EXERCISE AIM → Every line of the entries below that includes "access" belongs in the answer, copied as written.

GIVEN RECORDS below:

//! HTTP middleware.

mod access;
mod logging;

pub use access::access_policy_middleware;
pub use logging::logging_middleware;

End of GIVEN RECORDS.

REPLY →
mod access;
pub use access::access_policy_middleware;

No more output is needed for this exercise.